··· DATA SHOWN

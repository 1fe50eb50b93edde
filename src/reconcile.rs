//! Graph reconciliation: label predicted edges against a truth graph.
//!
//! ```text
//!   P ──► CSR(P) ─┬─ P ∘ T   exact-orientation matches
//!   T ──► CSR(T) ─┼─ P ∘ Tᵀ  reverse-orientation matches
//!                 └─ P ∘ Pᵀ  predicted in both orientations
//! ```
//!
//! Every distinct predicted position is emitted once, row-major, labeled
//! true when the truth holds it in either orientation. When both
//! orientations were predicted and the pair is a match, only one survives:
//! the orientation present in the truth, or the `src < dst` one when the
//! truth holds both. Unmatched reverse pairs are both kept as false edges.

use crate::model::{Edge, EdgeSet, LabeledEdgeSet};
use crate::sparse::CsrMatrix;
use crate::Result;

/// Reconcile over the smallest id space holding both edge sets.
pub fn reconcile(predicted: &EdgeSet, truth: &EdgeSet) -> Result<LabeledEdgeSet> {
    let n = predicted.id_space().max(truth.id_space());
    reconcile_with_bound(predicted, truth, n)
}

/// Reconcile over an explicit id space `[0, n)`. Any endpoint `>= n` in
/// either set fails with `NodeOutOfBounds` before any matrix is built.
pub fn reconcile_with_bound(
    predicted: &EdgeSet,
    truth: &EdgeSet,
    n: usize,
) -> Result<LabeledEdgeSet> {
    predicted.check_bounds(n)?;
    truth.check_bounds(n)?;

    let p = CsrMatrix::from_edges(predicted, n)?;
    let t = CsrMatrix::from_edges(truth, n)?;

    let exact = p.hadamard(&t)?;
    let reverse = p.hadamard(&t.transpose())?;
    let mirrored = p.hadamard(&p.transpose())?;

    let mut edges = EdgeSet::with_capacity(p.nnz());
    let mut labels = Vec::with_capacity(p.nnz());
    let mut collapsed = 0usize;

    for (i, j, _) in p.iter() {
        let forward = exact.contains(i, j);
        let backward = reverse.contains(i, j);
        let matched = forward || backward;

        if matched && i != j && mirrored.contains(i, j) {
            let keep = forward && (!backward || i < j);
            if !keep {
                collapsed += 1;
                continue;
            }
        }

        edges.push(Edge::new(i, j));
        labels.push(matched);
    }

    let labeled = LabeledEdgeSet::new(edges, labels)?;
    tracing::debug!(
        predicted = predicted.len(),
        distinct = p.nnz(),
        collapsed,
        kept = labeled.len(),
        matched = labeled.true_count(),
        "reconciled predicted edges against truth"
    );
    Ok(labeled)
}
//! In-memory graph store.
//!
//! Items are held as serialized JSON bytes so that loading exercises the
//! same decode path as a persistent store, and so tests can plant
//! undecodable items with [`MemoryGraphStore::insert_raw`].
//!
//! Cloning is cheap and clones share the same contents.

use std::collections::HashMap;
use std::sync::Arc;

use async_trait::async_trait;
use parking_lot::RwLock;

use super::{check_id, GraphStore};
use crate::model::EventGraph;
use crate::{Error, Result};

// ============================================================================
// MemoryGraphStore
// ============================================================================

#[derive(Clone, Default)]
pub struct MemoryGraphStore {
    inner: Arc<MemoryInner>,
}

#[derive(Default)]
struct MemoryInner {
    items: RwLock<HashMap<String, Vec<u8>>>,
}

impl MemoryGraphStore {
    pub fn new() -> Self {
        Self::default()
    }

    /// Store raw bytes under `id` without validating them.
    pub fn insert_raw(&self, id: impl Into<String>, bytes: impl Into<Vec<u8>>) {
        self.inner.items.write().insert(id.into(), bytes.into());
    }

    pub fn contains(&self, id: &str) -> bool {
        self.inner.items.read().contains_key(id)
    }
}

impl std::fmt::Debug for MemoryGraphStore {
    fn fmt(&self, f: &mut std::fmt::Formatter<'_>) -> std::fmt::Result {
        f.debug_struct("MemoryGraphStore")
            .field("items", &self.inner.items.read().len())
            .finish()
    }
}

#[async_trait]
impl GraphStore for MemoryGraphStore {
    async fn list(&self) -> Result<Vec<String>> {
        let mut ids: Vec<String> = self.inner.items.read().keys().cloned().collect();
        ids.sort();
        Ok(ids)
    }

    async fn load(&self, id: &str) -> Result<EventGraph> {
        check_id(id)?;
        let items = self.inner.items.read();
        let bytes = items.get(id).ok_or_else(|| Error::NotFound(format!("event graph {id}")))?;
        Ok(serde_json::from_slice(bytes)?)
    }

    async fn save(&self, id: &str, graph: &EventGraph) -> Result<()> {
        check_id(id)?;
        let bytes = serde_json::to_vec(graph)?;
        self.inner.items.write().insert(id.to_string(), bytes);
        Ok(())
    }

    async fn count(&self) -> Result<usize> {
        Ok(self.inner.items.read().len())
    }
}

// ============================================================================
// Tests
// ============================================================================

······

▸ **EXERCISE BRIEF**
Output the data exactly, in full.

▸ **EXERCISE RESULT**
repository 1fe50eb50b93edde
filename src/reconcile.rs
//! Graph reconciliation: label predicted edges against a truth graph.
//!
//! ```text
//!   P ──► CSR(P) ─┬─ P ∘ T   exact-orientation matches
//!   T ──► CSR(T) ─┼─ P ∘ Tᵀ  reverse-orientation matches
//!                 └─ P ∘ Pᵀ  predicted in both orientations
//! ```
//!
//! Every distinct predicted position is emitted once, row-major, labeled
//! true when the truth holds it in either orientation. When both
//! orientations were predicted and the pair is a match, only one survives:
//! the orientation present in the truth, or the `src < dst` one when the
//! truth holds both. Unmatched reverse pairs are both kept as false edges.

use crate::model::{Edge, EdgeSet, LabeledEdgeSet};
use crate::sparse::CsrMatrix;
use crate::Result;

/// Reconcile over the smallest id space holding both edge sets.
pub fn reconcile(predicted: &EdgeSet, truth: &EdgeSet) -> Result<LabeledEdgeSet> {
    let n = predicted.id_space().max(truth.id_space());
    reconcile_with_bound(predicted, truth, n)
}

/// Reconcile over an explicit id space `[0, n)`. Any endpoint `>= n` in
/// either set fails with `NodeOutOfBounds` before any matrix is built.
pub fn reconcile_with_bound(
    predicted: &EdgeSet,
    truth: &EdgeSet,
    n: usize,
) -> Result<LabeledEdgeSet> {
    predicted.check_bounds(n)?;
    truth.check_bounds(n)?;

    let p = CsrMatrix::from_edges(predicted, n)?;
    let t = CsrMatrix::from_edges(truth, n)?;

    let exact = p.hadamard(&t)?;
    let reverse = p.hadamard(&t.transpose())?;
    let mirrored = p.hadamard(&p.transpose())?;

    let mut edges = EdgeSet::with_capacity(p.nnz());
    let mut labels = Vec::with_capacity(p.nnz());
    let mut collapsed = 0usize;

    for (i, j, _) in p.iter() {
        let forward = exact.contains(i, j);
        let backward = reverse.contains(i, j);
        let matched = forward || backward;

        if matched && i != j && mirrored.contains(i, j) {
            let keep = forward && (!backward || i < j);
            if !keep {
                collapsed += 1;
                continue;
            }
        }

        edges.push(Edge::new(i, j));
        labels.push(matched);
    }

    let labeled = LabeledEdgeSet::new(edges, labels)?;
    tracing::debug!(
        predicted = predicted.len(),
        distinct = p.nnz(),
        collapsed,
        kept = labeled.len(),
        matched = labeled.true_count(),
        "reconciled predicted edges against truth"
    );
    Ok(labeled)
}
//! In-memory graph store.
//!
//! Items are held as serialized JSON bytes so that loading exercises the
//! same decode path as a persistent store, and so tests can plant
//! undecodable items with [`MemoryGraphStore::insert_raw`].
//!
//! Cloning is cheap and clones share the same contents.

use std::collections::HashMap;
use std::sync::Arc;

use async_trait::async_trait;
use parking_lot::RwLock;

use super::{check_id, GraphStore};
use crate::model::EventGraph;
use crate::{Error, Result};

// ============================================================================
// MemoryGraphStore
// ============================================================================

#[derive(Clone, Default)]
pub struct MemoryGraphStore {
    inner: Arc<MemoryInner>,
}

#[derive(Default)]
struct MemoryInner {
    items: RwLock<HashMap<String, Vec<u8>>>,
}

impl MemoryGraphStore {
    pub fn new() -> Self {
        Self::default()
    }

    /// Store raw bytes under `id` without validating them.
    pub fn insert_raw(&self, id: impl Into<String>, bytes: impl Into<Vec<u8>>) {
        self.inner.items.write().insert(id.into(), bytes.into());
    }

    pub fn contains(&self, id: &str) -> bool {
        self.inner.items.read().contains_key(id)
    }
}

impl std::fmt::Debug for MemoryGraphStore {
    fn fmt(&self, f: &mut std::fmt::Formatter<'_>) -> std::fmt::Result {
        f.debug_struct("MemoryGraphStore")
            .field("items", &self.inner.items.read().len())
            .finish()
    }
}

#[async_trait]
impl GraphStore for MemoryGraphStore {
    async fn list(&self) -> Result<Vec<String>> {
        let mut ids: Vec<String> = self.inner.items.read().keys().cloned().collect();
        ids.sort();
        Ok(ids)
    }

    async fn load(&self, id: &str) -> Result<EventGraph> {
        check_id(id)?;
        let items = self.inner.items.read();
        let bytes = items.get(id).ok_or_else(|| Error::NotFound(format!("event graph {id}")))?;
        Ok(serde_json::from_slice(bytes)?)
    }

    async fn save(&self, id: &str, graph: &EventGraph) -> Result<()> {
        check_id(id)?;
        let bytes = serde_json::to_vec(graph)?;
        self.inner.items.write().insert(id.to_string(), bytes);
        Ok(())
    }

    async fn count(&self) -> Result<usize> {
        Ok(self.inner.items.read().len())
    }
}

// ============================================================================
// Tests
// ============================================================================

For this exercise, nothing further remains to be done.